I have a question regarding to the code snippet appended below. Anyway I ran the snippet on ideone.com and got two different results
- C: Succeed.
- C++: Error:
prog.cpp: In function ‘int main()’: prog.cpp:20:13: error: cannot convert ‘int* (*)[2][10]’ to \ ‘int* (*)[10]’ for argument ‘1’ to ‘void foo(int* (*)[10], size_t)’ foo(&a, LEN); ^
The result in C++ is what I expect, but it runs successfully in C, and it seems like it's compiler dependent because people on the chat helping ran the snippet only got a warning.
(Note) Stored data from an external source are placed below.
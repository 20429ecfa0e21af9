//! Food placement.
//!
//! Food is drawn uniformly from the whole grid. Cells under the snake are not
//! excluded, so food can appear beneath the body; it becomes edible once the
//! head reaches that cell.

use crate::rng::SimpleRng;
use crate::types::{Board, Position, CELL};

#[derive(Debug, Clone, Copy, PartialEq, Eq)]
pub struct Food {
    position: Position,
}

impl Food {
    pub fn new(position: Position) -> Self {
        Self { position }
    }

    /// Food at a random cell of `board`.
    pub fn random(board: &Board, rng: &mut SimpleRng) -> Self {
        let mut food = Self::new(Position::default());
        food.randomize(board, rng);
        food
    }

    pub fn position(&self) -> Position {
        self.position
    }

    /// Move to a uniformly random grid cell.
    pub fn randomize(&mut self, board: &Board, rng: &mut SimpleRng) {
        let col = rng.next_range(board.cols() as u32) as i32;
        let row = rng.next_range(board.rows() as u32) as i32;
        self.position = Position::new(col * CELL, row * CELL);
    }
}
//! Grammar model & FIRST (C4): productions, terminal/non-terminal id allocation and
//! the FIRST-set fixpoint, shared by the LR(1) generator in [`crate::lr1`].

use std::collections::{HashMap, HashSet};
use thiserror::Error;

/// A terminal or non-terminal symbol. Reserved sentinels ([`END`], [`NIL`], [`GOAL`])
/// use negative ids, disjoint from the non-negative ids handed out by
/// [`TerminalAllocator`] and [`NonTerminalAllocator`], so `matches!(sym, Symbol::Terminal(_))`
/// decides terminal-ness in O(1) without a lookup table.
#[derive(Debug, Clone, Copy, PartialEq, Eq, Hash, PartialOrd, Ord)]
pub enum Symbol {
    Terminal(i32),
    NonTerminal(i32),
}

impl Symbol {
    pub fn is_terminal(self) -> bool {
        matches!(self, Symbol::Terminal(_))
    }
}

/// Reserved end-of-input terminal.
pub const END: Symbol = Symbol::Terminal(-1);
/// Reserved empty-string marker, internal to FIRST computation. Never surfaces in a
/// final lookahead set.
pub const NIL: Symbol = Symbol::Terminal(-2);
/// Reserved augmented start non-terminal.
pub const GOAL: Symbol = Symbol::NonTerminal(-1);

/// Hands out fresh, dense, non-negative terminal ids.
#[derive(Debug, Clone, Default)]
pub struct TerminalAllocator {
    next: i32,
}

impl TerminalAllocator {
    pub fn new() -> Self {
        Self::default()
    }

    pub fn fresh(&mut self) -> Symbol {
        let s = Symbol::Terminal(self.next);
        self.next += 1;
        s
    }
}

/// Hands out fresh, dense, non-negative non-terminal ids.
#[derive(Debug, Clone, Default)]
pub struct NonTerminalAllocator {
    next: i32,
}

impl NonTerminalAllocator {
    pub fn new() -> Self {
        Self::default()
    }

    pub fn fresh(&mut self) -> Symbol {
        let s = Symbol::NonTerminal(self.next);
        self.next += 1;
        s
    }
}

/// An immutable `(index, lhs, rhs)` record. `index` is this production's position in
/// the grammar's production list and its id everywhere else (REDUCE/ACCEPT actions,
/// the reduction buffer).
#[derive(Debug, Clone, PartialEq, Eq)]
pub struct Production {
    pub index: usize,
    pub lhs: Symbol,
    pub rhs: Vec<Symbol>,
}

impl Production {
    pub fn new(index: usize, lhs: Symbol, rhs: Vec<Symbol>) -> Self {
        Self { index, lhs, rhs }
    }
}

#[derive(Debug, Error, PartialEq, Eq)]
pub enum GrammarError {
    #[error("grammar must have at least one production")]
    Empty,
    #[error("production 0 must be the augmented start production GOAL -> S, found lhs {0:?}")]
    MissingAugmentedStart(Symbol),
    #[error("the augmented start production's right-hand side must be a single non-terminal, found {0:?}")]
    MalformedAugmentedStart(Vec<Symbol>),
    #[error("production at position {position} declares index {declared}, expected {position}")]
    NonDenseIndex { position: usize, declared: usize },
}

/// A context-free grammar plus its fixpoint-computed FIRST sets.
#[derive(Debug, Clone)]
pub struct Grammar {
    productions: Vec<Production>,
    first: HashMap<Symbol, HashSet<Symbol>>,
}

impl Grammar {
    /// Validates `productions` (dense indices, a well-shaped augmented start rule) and
    /// computes FIRST sets for every non-terminal by fixpoint iteration.
    pub fn new(productions: Vec<Production>) -> Result<Self, GrammarError> {
        let first_production = productions.first().ok_or(GrammarError::Empty)?;
        if first_production.lhs != GOAL {
            return Err(GrammarError::MissingAugmentedStart(first_production.lhs));
        }
        if first_production.rhs.len() != 1 || first_production.rhs[0].is_terminal() {
            return Err(GrammarError::MalformedAugmentedStart(
                first_production.rhs.clone(),
            ));
        }
        for (position, production) in productions.iter().enumerate() {
            if production.index != position {
                return Err(GrammarError::NonDenseIndex {
                    position,
                    declared: production.index,
                });
            }
        }

        let first = Self::compute_first(&productions);
        Ok(Self { productions, first })
    }

    pub fn productions(&self) -> &[Production] {
        &self.productions
    }

    pub fn production(&self, index: usize) -> &Production {
        &self.productions[index]
    }

    /// `FIRST(N)` for non-terminal `N`; empty for an unknown non-terminal.
    pub fn first_of_nonterminal(&self, n: Symbol) -> HashSet<Symbol> {
        self.first.get(&n).cloned().unwrap_or_default()
    }

    /// `FIRST(sym)`: `{sym}` for a terminal, `FIRST(N)` for a non-terminal.
    pub fn first_of_symbol(&self, sym: Symbol) -> HashSet<Symbol> {
        match sym {
            Symbol::Terminal(_) => HashSet::from([sym]),
            Symbol::NonTerminal(_) => self.first_of_nonterminal(sym),
        }
    }

    /// `FIRST(β a)`: scan `beta` left to right using FIRST and nullability; if every
    /// symbol in `beta` is nullable, the result also contains `lookahead`. NIL itself
    /// is never inserted into the result: it is purely an internal nullability marker.
    pub fn first_of_sequence(&self, beta: &[Symbol], lookahead: Symbol) -> HashSet<Symbol> {
        let mut result = HashSet::new();
        let mut all_nullable = true;
        for &sym in beta {
            let f = self.first_of_symbol(sym);
            result.extend(f.iter().copied().filter(|&t| t != NIL));
            if !f.contains(&NIL) {
                all_nullable = false;
                break;
            }
        }
        if all_nullable {
            result.insert(lookahead);
        }
        result
    }

    fn compute_first(productions: &[Production]) -> HashMap<Symbol, HashSet<Symbol>> {
        let mut first: HashMap<Symbol, HashSet<Symbol>> = HashMap::new();
        for p in productions {
            first.entry(p.lhs).or_default();
        }

        loop {
            let mut changed = false;
            for p in productions {
                let mut all_nullable_so_far = true;
                for &sym in &p.rhs {
                    match sym {
                        Symbol::Terminal(_) => {
                            changed |= first.entry(p.lhs).or_default().insert(sym);
                            all_nullable_so_far = false;
                            break;
                        }
                        Symbol::NonTerminal(_) => {
                            let sym_first = first.entry(sym).or_default().clone();
                            for &t in sym_first.iter().filter(|&&t| t != NIL) {
                                changed |= first.entry(p.lhs).or_default().insert(t);
                            }
                            if !sym_first.contains(&NIL) {
                                all_nullable_so_far = false;
                                break;
                            }
                        }
                    }
                }
                if all_nullable_so_far {
                    changed |= first.entry(p.lhs).or_default().insert(NIL);
                }
            }
            if !changed {
                break;
            }
        }

        first
    }
}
So which part I've missed? Is that C automatically did some conversion?
#include <stdio.h>
#include <stddef.h>
#define LEN 2
void foo(int* a[][10], size_t len) {
printf("%s\n", "successfully called foo.");
}
int main(void) {
// a is an LEN-array of an 10-array of (int *)
int *a[LEN][10] = {{0}};
// but the identifier `a` will decay to be a pointer of type int*[10]
// p1 is a pointer to an 10-array of (int *)
int *(*p1)[10] = 0;
foo(a, LEN);
foo(&a, LEN);
return 0;
}
error: incompatible pointer types passing 'int *(*)[2][10]' to parameter of type 'int *(*)[10]'.